» Directions for this task:
Copy word for word each line from the one that has "pub fn primary_email(&self)" to the last line of the records, with no other lines.

BEGIN Input records

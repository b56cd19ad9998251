//! Mailbox resources: messages and personal contacts

use chrono::{DateTime, Utc};
use serde::{Deserialize, Serialize};

use super::common::{EmailAddress, Recipient};

/// A mailbox message.
#[derive(Debug, Clone, Default, Deserialize, Serialize)]
#[serde(rename_all = "camelCase", default)]
pub struct Message {
    pub id: String,
    pub subject: Option<String>,
    pub body_preview: Option<String>,
    pub importance: Option<String>,
    pub inference_classification: Option<String>,
    pub internet_message_id: Option<String>,
    pub conversation_id: Option<String>,
    pub is_read: Option<bool>,
    pub is_draft: Option<bool>,
    pub has_attachments: Option<bool>,
    pub received_date_time: Option<DateTime<Utc>>,
    pub sent_date_time: Option<DateTime<Utc>>,
    pub web_link: Option<String>,
    pub from: Option<Recipient>,
    pub sender: Option<Recipient>,
    pub to_recipients: Vec<Recipient>,
    pub cc_recipients: Vec<Recipient>,
    pub categories: Vec<String>,
}

impl Message {
    pub fn from_address(&self) -> Option<&str> {
        self.from.as_ref()?.address()
    }

    pub fn sender_address(&self) -> Option<&str> {
        self.sender.as_ref()?.address()
    }

    /// Bare addresses of the To line, dropping recipients without one.
    pub fn to_addresses(&self) -> Vec<&str> {
        self.to_recipients.iter().filter_map(Recipient::address).collect()
    }
}

pub const MESSAGE_SELECT: &str = "id,subject,bodyPreview,importance,\
inferenceClassification,internetMessageId,conversationId,isRead,isDraft,hasAttachments,\
receivedDateTime,sentDateTime,webLink,from,sender,toRecipients,ccRecipients,categories";

/// A personal (Outlook) contact.
#[derive(Debug, Clone, Default, Deserialize, Serialize)]
#[serde(rename_all = "camelCase", default)]
pub struct Contact {
    pub id: String,
    pub display_name: Option<String>,
    pub given_name: Option<String>,
    pub surname: Option<String>,
    pub middle_name: Option<String>,
    pub nick_name: Option<String>,
    pub company_name: Option<String>,
    pub job_title: Option<String>,
    pub department: Option<String>,
    pub mobile_phone: Option<String>,
    pub personal_notes: Option<String>,
    pub created_date_time: Option<DateTime<Utc>>,
    pub last_modified_date_time: Option<DateTime<Utc>>,
    pub email_addresses: Vec<EmailAddress>,
    pub business_phones: Vec<String>,
    pub home_phones: Vec<String>,
}

impl Contact {
    /// First listed email address, the convention for "primary".
    pub fn primary_email(&self) -> Option<&str> {
        self.email_addresses.first()?.address.as_deref()
    }
}

pub const CONTACT_SELECT: &str = "id,displayName,givenName,surname,middleName,nickName,\
companyName,jobTitle,department,mobilePhone,personalNotes,createdDateTime,\
lastModifiedDateTime,emailAddresses,businessPhones,homePhones";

END Input records

» Task response:
    pub fn primary_email(&self) -> Option<&str> {
        self.email_addresses.first()?.address.as_deref()
    }
}

pub const CONTACT_SELECT: &str = "id,displayName,givenName,surname,middleName,nickName,\
companyName,jobTitle,department,mobilePhone,personalNotes,createdDateTime,\
lastModifiedDateTime,emailAddresses,businessPhones,homePhones";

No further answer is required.